//! Integration test utilities for the course tracker
//!
//! This crate provides helpers for running use-case scenarios against the
//! in-memory store and, when `DATABASE_URL` is set, against PostgreSQL.

pub mod fixtures;
pub mod helpers;

pub use fixtures::*;
pub use helpers::*;
//! Field-level format rules
//!
//! These checks are pure; uniqueness against stored rows is checked by the
//! service layer before any write.

use std::sync::LazyLock;

use regex::Regex;

use crate::error::DomainError;

/// Maximum length of member names, course names/codes/groups and role names
pub const MAX_NAME_LEN: usize = 64;
/// Maximum length of an email address (RFC 3696)
pub const MAX_EMAIL_LEN: usize = 320;
/// Maximum length of a course description
pub const MAX_DESCRIPTION_LEN: usize = 256;
/// Password length bounds
pub const MIN_PASSWORD_LEN: usize = 8;
pub const MAX_PASSWORD_LEN: usize = 15;

/// Letter first, then letters, digits, `.`, `_`, `-`; at least 3 characters
pub static NAME_REGEX: LazyLock<Regex> =
    LazyLock::new(|| Regex::new(r"^[A-Za-z][A-Za-z0-9._-]{2,}$").expect("valid name regex"));

pub static EMAIL_REGEX: LazyLock<Regex> = LazyLock::new(|| {
    Regex::new(r"^[A-Za-z0-9._%+-]+@[A-Za-z0-9.-]+\.[A-Za-z]{2,7}$").expect("valid email regex")
});

/// Letter or digit first, then letters, digits, spaces, `.`, `_`, `-`; at least 3 characters
pub static TEXT_REGEX: LazyLock<Regex> =
    LazyLock::new(|| Regex::new(r"^[A-Za-z0-9][A-Za-z0-9 ._-]{2,}$").expect("valid text regex"));

const INVALID_TEXT_MSG: &str = "Text fields must be at least 3 characters long, start with a \
     letter or number, and contain only letters, numbers, periods, underscores, dashes, and spaces.";

/// Validate a member name
pub fn validate_member_name(name: &str) -> Result<(), DomainError> {
    if name.chars().count() > MAX_NAME_LEN || !NAME_REGEX.is_match(name) {
        return Err(DomainError::InvalidName);
    }
    Ok(())
}

/// Validate an email address
pub fn validate_email(email: &str) -> Result<(), DomainError> {
    if email.chars().count() > MAX_EMAIL_LEN || !EMAIL_REGEX.is_match(email) {
        return Err(DomainError::InvalidEmail);
    }
    Ok(())
}

/// Validate password strength
///
/// - 8 to 15 characters
/// - at least one uppercase letter, one lowercase letter and one digit
pub fn validate_password(password: &str) -> Result<(), DomainError> {
    let len = password.chars().count();
    if !(MIN_PASSWORD_LEN..=MAX_PASSWORD_LEN).contains(&len)
        || !password.chars().any(|c| c.is_ascii_uppercase())
        || !password.chars().any(|c| c.is_ascii_lowercase())
        || !password.chars().any(|c| c.is_ascii_digit())
    {
        return Err(DomainError::InvalidPassword);
    }
    Ok(())
}

/// Validate a free-form label (course name, code, group, role name)
pub fn validate_text(field: &'static str, value: &str) -> Result<(), DomainError> {
    if value.chars().count() > MAX_NAME_LEN {
        return Err(DomainError::InvalidField {
            field,
            message: format!("must be at most {MAX_NAME_LEN} characters"),
        });
    }
    if !TEXT_REGEX.is_match(value) {
        return Err(DomainError::InvalidField {
            field,
            message: INVALID_TEXT_MSG.to_string(),
        });
    }
    Ok(())
}

/// Validate an optional description
pub fn validate_description(value: &str) -> Result<(), DomainError> {
    if value.chars().count() > MAX_DESCRIPTION_LEN {
        return Err(DomainError::InvalidField {
            field: "description",
            message: format!("must be at most {MAX_DESCRIPTION_LEN} characters"),
        });
    }
    Ok(())
}

/// Trim an optional field, mapping blank input to `None`
pub fn normalize_optional(value: Option<String>) -> Option<String> {
    value
        .map(|v| v.trim().to_string())
        .filter(|v| !v.is_empty())
}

Task: Only lines with the word "must" go in the answer. Take them all from the entries above.

Completed exercise:
const INVALID_TEXT_MSG: &str = "Text fields must be at least 3 characters long, start with a \
            message: format!("must be at most {MAX_NAME_LEN} characters"),
            message: format!("must be at most {MAX_DESCRIPTION_LEN} characters"),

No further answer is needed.